An interview with Kevin Maringer

Name: Kevin MaringerKevinMaringer

Current Job: Research Group Leader and Lecturer in Microbiology

Scientific Discipline/Field: Virology

Country: England/Germany, now living in United Kingdom

Pick some letters (L,G,B,T,Q,+, etc.): G




Twitter or other social media handle (if applicable): Twitter, Facebook, Instagram all @MaringerLab


What does your job involve?

My research focus is on how mosquito-borne viruses are transmitted, which means I mostly think about how viruses infect mosquitoes rather than humans. On a day-to-day basis, my research involves a combination of lab work and computer work (bioinformatics). Days in the lab involve growing mosquito cells in culture, infecting them with viruses, and then doing various downstream assays for different biological properties we’re interested in. The bioinformatics involves analysing large biological datasets on a computer to pick out broader trends and patterns.

Now that I’ve become a manager, I actually spend very little time doing lab work myself. My days now mostly involve supervising members of my research group, filing paperwork associated with biological containment and health and safety at work, university administration, teaching undergraduate and Masters students, and writing papers and applications for research funding. Although it’s really rewarding to oversee the bigger picture of my research, I don’t find my day-to-day activities as interesting as the lab work I used to do. To keep myself going I do a lot of community engagement, both in the UK and in tropical countries affected by the viruses we study, and I also help use science to inform government policy on issues related to microbiology. These activities give me the energy to keep working towards the much more long-term goals my work now involves, with my personal targets running over months-to-years rather than days-to-weeks as they used to when I worked in the lab.

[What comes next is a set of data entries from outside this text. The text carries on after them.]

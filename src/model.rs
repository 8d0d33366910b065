//! Report model construction
//!
//! Turns aggregated observations (or ESG inputs) into immutable report records.
//! Building is pure: identical inputs and clock give identical records.

use crate::error::{Result, ValidationError};
use crate::metrics::{Clock, MetricsAggregator, TimeWindow};
use crate::types::{
    CO2_EMISSIONS, EsgReportData, NamedCount, Pillar, PillarScore, ReportData, ReportMetric,
    SubScore, TOTAL_CONSUMPTION, TOTAL_COST, check_percentage,
};
use serde::{Deserialize, Serialize};
use std::collections::BTreeMap;
use std::sync::Arc;

/// Sum, mean, and maximum of a series
#[derive(Clone, Copy, Debug, Default, PartialEq)]
pub struct SeriesSummary {
    /// Number of values
    pub count: usize,
    /// Sum of values
    pub sum: f64,
    /// Arithmetic mean (0 for an empty series)
    pub mean: f64,
    /// Maximum (0 for an empty series)
    pub max: f64,
}

/// Summarize a series; an empty series summarizes to zeros
pub fn summarize(values: impl IntoIterator<Item = f64>) -> SeriesSummary {
    let mut count = 0usize;
    let mut sum = 0.0;
    let mut max = f64::NEG_INFINITY;
    for v in values {
        count += 1;
        sum += v;
        max = max.max(v);
    }
    if count == 0 {
        return SeriesSummary::default();
    }
    SeriesSummary {
        count,
        sum,
        mean: sum / count as f64,
        max,
    }
}

/// Round to `decimals` places
pub fn round_to(value: f64, decimals: i32) -> f64 {
    let factor = 10f64.powi(decimals);
    (value * factor).round() / factor
}

/// Energy value with one decimal place
pub fn format_energy(value: f64) -> String {
    format!("{:.1}", value)
}

/// Currency value: two decimals below 1,000, then `K`/`M` abbreviations
pub fn format_currency(value: f64) -> String {
    let sign = if value < 0.0 { "-" } else { "" };
    let abs = value.abs();
    // Tiers are chosen on the rounded value so 999.996 reads $1.0K, not $1000.00
    if round_to(abs / 1_000.0, 1) >= 1_000.0 {
        format!("{}${:.1}M", sign, abs / 1_000_000.0)
    } else if round_to(abs, 2) >= 1_000.0 {
        format!("{}${:.1}K", sign, abs / 1_000.0)
    } else {
        format!("{}${:.2}", sign, abs)
    }
}

/// Percent change from `previous` to `current`; `None` without a baseline
fn percent_change(current: f64, previous: &SeriesSummary) -> Option<f64> {
    if previous.count == 0 || previous.sum == 0.0 {
        return None;
    }
    Some(round_to((current - previous.sum) / previous.sum * 100.0, 1))
}

/// Raw pillar inputs
#[derive(Clone, Debug, Default, PartialEq, Serialize, Deserialize)]
pub struct PillarMetrics {
    /// Percentage sub-scores by key
    #[serde(default)]
    pub scores: BTreeMap<String, f64>,
    /// Counts by key
    #[serde(default)]
    pub counts: BTreeMap<String, u64>,
}

/// Raw ESG inputs
#[derive(Clone, Debug, Default, PartialEq, Serialize, Deserialize)]
pub struct EsgMetrics {
    /// Reporting company
    pub company_name: String,
    /// Human-readable period
    pub report_period: String,
    /// Overall score in `[0, 100]`
    pub overall_score: f64,
    /// Industry ranking (1 = best)
    pub industry_ranking: u32,
    /// Environmental sub-scores and counts
    pub environmental: PillarMetrics,
    /// Social sub-scores and counts
    pub social: PillarMetrics,
    /// Governance sub-scores and counts
    pub governance: PillarMetrics,
    /// Certifications held
    #[serde(default)]
    pub certifications: Vec<String>,
    /// Areas flagged for improvement
    #[serde(default)]
    pub improvement_areas: Vec<String>,
}

/// Builds report records from aggregated metrics
#[derive(Clone)]
pub struct ReportModelBuilder {
    clock: Arc<dyn Clock>,
    title: String,
    recommendations: Vec<String>,
}

impl ReportModelBuilder {
    /// Create a builder reading time from `clock`
    pub fn new(clock: Arc<dyn Clock>) -> Self {
        let defaults = crate::config::ReportConfig::default();
        Self {
            clock,
            title: defaults.analytics_title,
            recommendations: defaults.recommendations,
        }
    }

    /// Use the title and recommendations from a report config
    pub fn with_report_config(mut self, config: &crate::config::ReportConfig) -> Self {
        self.title = config.analytics_title.clone();
        self.recommendations = config.recommendations.clone();
        self
    }

    /// Replace the recommendations
    pub fn with_recommendations(mut self, recommendations: Vec<String>) -> Self {
        self.recommendations = recommendations;
        self
    }

    /// Build an analytics report for `window`
    ///
    /// Totals carry a trend against the preceding window of the same length
    /// when that window has data.
    pub fn build_analytics(
        &self,
        aggregator: &dyn MetricsAggregator,
        window: &TimeWindow,
    ) -> ReportData {
        let current = aggregator.observations(window);
        let previous = aggregator.observations(&window.previous());

        let consumption = summarize(current.iter().map(|o| o.consumption));
        let cost = summarize(current.iter().map(|o| o.cost));
        let co2 = summarize(current.iter().map(|o| o.co2_emissions));

        let prev_consumption = summarize(previous.iter().map(|o| o.consumption));
        let prev_cost = summarize(previous.iter().map(|o| o.cost));
        let prev_co2 = summarize(previous.iter().map(|o| o.co2_emissions));

        if consumption.count == 0 {
            tracing::warn!(
                start = %window.start,
                end = %window.end,
                "No observations in report window"
            );
        }

        let metrics = vec![
            ReportMetric::new(TOTAL_CONSUMPTION, format_energy(consumption.sum), "kWh")
                .with_trend(percent_change(consumption.sum, &prev_consumption)),
            ReportMetric::new(TOTAL_COST, format_currency(cost.sum), "")
                .with_trend(percent_change(cost.sum, &prev_cost)),
            ReportMetric::new(CO2_EMISSIONS, format_energy(co2.sum), "kg")
                .with_trend(percent_change(co2.sum, &prev_co2)),
            ReportMetric::new("Average Consumption", format_energy(consumption.mean), "kWh"),
            ReportMetric::new("Peak Consumption", format_energy(consumption.max), "kWh"),
        ];

        tracing::debug!(
            observations = consumption.count,
            total_kwh = consumption.sum,
            "Built analytics report"
        );

        ReportData {
            title: self.title.clone(),
            generated_at: self.clock.now(),
            metrics,
            recommendations: self.recommendations.clone(),
        }
    }

    /// Build an ESG report; every pillar needs its three scoring sub-metrics
    pub fn build_esg(&self, input: &EsgMetrics) -> Result<EsgReportData> {
        let report = EsgReportData {
            company_name: input.company_name.clone(),
            report_period: input.report_period.clone(),
            overall_score: input.overall_score,
            industry_ranking: input.industry_ranking,
            environmental: pillar_score(Pillar::Environmental, &input.environmental)?,
            social: pillar_score(Pillar::Social, &input.social)?,
            governance: pillar_score(Pillar::Governance, &input.governance)?,
            certifications: input.certifications.clone(),
            improvement_areas: input.improvement_areas.clone(),
            generated_at: self.clock.now(),
        };
        report.validate()?;
        Ok(report)
    }
}

/// Unweighted mean of the pillar's three required sub-scores, two decimals
pub fn pillar_score(pillar: Pillar, input: &PillarMetrics) -> Result<PillarScore> {
    let required = pillar.required_sub_scores();
    let mut sub_scores = Vec::with_capacity(input.scores.len());

    for (key, label) in required {
        let value = *input
            .scores
            .get(key)
            .ok_or_else(|| ValidationError::MissingSubScore {
                pillar: pillar.to_string(),
                key: key.to_string(),
            })?;
        check_percentage(&format!("{}.{}", pillar, key), value)?;
        sub_scores.push(SubScore {
            key: key.to_string(),
            label: label.to_string(),
            value,
        });
    }

    let score = round_to(summarize(sub_scores.iter().map(|s| s.value)).mean, 2);

    for (key, value) in &input.scores {
        if required.iter().any(|(k, _)| k == key) {
            continue;
        }
        check_percentage(&format!("{}.{}", pillar, key), *value)?;
        sub_scores.push(SubScore {
            key: key.clone(),
            label: title_case(key),
            value: *value,
        });
    }

    let counts = input
        .counts
        .iter()
        .map(|(key, value)| NamedCount {
            key: key.clone(),
            label: title_case(key),
            value: *value,
        })
        .collect();

    Ok(PillarScore {
        pillar,
        score,
        sub_scores,
        counts,
    })
}

/// `jobs_created` -> `Jobs Created`
fn title_case(key: &str) -> String {
    key.split('_')
        .filter(|w| !w.is_empty())
        .map(|w| {
            let mut chars = w.chars();
            match chars.next() {
                Some(first) => first.to_uppercase().chain(chars).collect::<String>(),
                None => String::new(),
            }
        })
        .collect::<Vec<_>>()
        .join(" ")
}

How did you get to this job (education etc.)?

I studied for my BSc in Medical Microbiology and Virology at the University of Warwick, and then did a PhD at Imperial College London. I then applied for my own research funding to do my postdoc at the Icahn School of Medicine at Mount Sinai in New York City before starting my own research group. I took time out along the way to work in industry and volunteer in conservation projects in Australia and South America. Those volunteer experiences are coming in really handy now that I’ve started working more with disease-endemic countries.


Do you feel being LGBT has affected your career decisions?

I don’t think being gay has directly affected my research, but it definitely had a huge influence on my decision to study and work in London and New York City. Now that I’m married I feel less of an urge to live in large cities with vibrant LGBTQ communities. I’m now really enjoying living in a smaller liberal town where I can grow my own vegetables and live more of the outdoor lifestyle that fits my character better than urban living.


Have you had any reactions from colleagues about being LGBT, either good or bad?

I’ve generally found me being gay to be a non-issue at work. The reactions of my colleagues have been neither bad nor ‘good’, I’d instead describe them as being indifferent. My colleagues have always just accepted that being gay is part of who I am, and that it doesn’t really have a bearing on my science or the work I do. Personally I think this is as it should be. The one thing I would say is that I learnt early on that I personally prefer to make sure people know I’m gay right from the start to stop people speculating and talking about this behind my back.


Did you have any role models growing up (LGBT, STEM, totally unrelated…)?

I was born in the 80’s, and I found that although there were openly gay public figures while I was growing up, there were none that I personally identified with as role models. This is why I think it’s really important that we work hard to have more openly LGBTQ role models from all walks of life.


What are your plans for the future?

At the moment I’m really enjoying where I am in my work and personal life. After working on fixed-term contracts for nearly a decade I’m enjoying having a more stable existence as a permanent member of academic staff. Not worrying about where my salary is coming from has really freed up a lot of mental space to focus on getting back to being an artist in my spare time, and spending more time outdoors. The only reason I’d move now is to be closer to my husband, who lives in California. Finding jobs for two academics in the same location is difficult for any couple, and moving closer together is really the only long-term plan on my horizon right now.